=== LISTED ENTRIES ===
//! Merge pool status synchronization and commit status publication

use super::checks::{LiveCheck, check_full};
use super::pool::{IN_MERGE_POOL_MESSAGE, PoolState, PrPool, not_mergeable};
use super::{Blocker, PoolKey};
use crate::error::Result;
use crate::platform::GitProvider;
use crate::types::{CheckStatus, CommitStatus, CommitStatusState};
use tracing::{debug, info, warn};

impl Blocker {
    /// Re-evaluate merge pool members of every pool and publish stale statuses
    pub async fn sync_statuses(&self) {
        info!("synchronizing merge pool status");
        for (key, pool) in self.pools().await {
            if let Err(e) = self.sync_one_status(&key, &pool).await {
                warn!(repo = %key, error = %e, "status sync failed");
            }
        }
    }

    async fn sync_one_status(&self, key: &PoolKey, pool: &PrPool) -> Result<()> {
        let config = self.pool_config(pool).await?;
        let Some(merge) = config.merge.as_ref() else {
            return Ok(());
        };
        let provider = self.provider_for(&config)?;
        let query = self.effective_query(merge);
        let context = self.settings.status_context.as_str();

        let members = pool.lock().await.merge_pool().ids();

        // fetch outside the lock
        let mut checked = Vec::with_capacity(members.len());
        let mut failure = None;
        for id in members {
            match check_full(&query, id, provider.as_ref(), context).await {
                Ok(live) => checked.push((id, live)),
                Err(e) => {
                    failure = Some(e);
                    break;
                }
            }
        }

        let mut state = pool.lock().await;
        for (id, live) in checked {
            apply_live_check(&mut state, key, id, live);
        }
        if let Some(e) = failure {
            return Err(e);
        }

        self.report_statuses(&mut state, key, provider.as_ref())
            .await
    }

    /// Publish the status of every dirty PR; the flag clears only on success
    async fn report_statuses(
        &self,
        state: &mut PoolState,
        key: &PoolKey,
        provider: &dyn GitProvider,
    ) -> Result<()> {
        for id in state.pull_request_ids() {
            let Some(tracked) = state.pull_request_mut(id) else {
                continue;
            };
            if !tracked.is_dirty() {
                continue;
            }

            let status = CommitStatus {
                context: self.settings.status_context.clone(),
                state: tracked.blocker_status,
                description: tracked.blocker_description.clone(),
                target_url: self.settings.status_target_url.clone(),
            };
            info!(
                repo = %key,
                pr = id,
                state = %status.state,
                description = %status.description,
                "setting commit status"
            );
            provider
                .set_commit_status(&tracked.pull_request.head.sha, &status)
                .await?;
            tracked.mark_published();
        }
        Ok(())
    }
}

fn apply_live_check(state: &mut PoolState, key: &PoolKey, id: u64, live: LiveCheck) {
    if !state.merge_pool().contains(id) {
        return;
    }
    let in_batch = state.in_batch(id);
    let verdict = live.verdict;

    let (bucket, status, description) = if verdict.remove_from_merge_pool && !in_batch {
        (None, CommitStatusState::Pending, not_mergeable(&verdict.message))
    } else if verdict.passed {
        (
            Some(CheckStatus::Success),
            CommitStatusState::Success,
            IN_MERGE_POOL_MESSAGE.to_string(),
        )
    } else {
        (
            Some(CheckStatus::Pending),
            CommitStatusState::Pending,
            verdict.message,
        )
    };

    match bucket {
        Some(bucket) => state.enqueue(id, bucket),
        None => {
            debug!(repo = %key, pr = id, "leaving merge pool");
            state.dequeue(id);
        }
    }

    if let Some(tracked) = state.pull_request_mut(id) {
        tracked.pull_request = live.pull_request;
        tracked.statuses = live.statuses;
        tracked.set_blocker(status, description);
        info!(
            repo = %key,
            pr = id,
            status = %tracked.blocker_status,
            description = %tracked.blocker_description,
            "evaluated merge pool member"
        );
    }
}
===
__WHAT THE TASK REQUIRES__
How many of the lines above hold the word "async"? Give only that number.

__WORKED SOLUTION__
3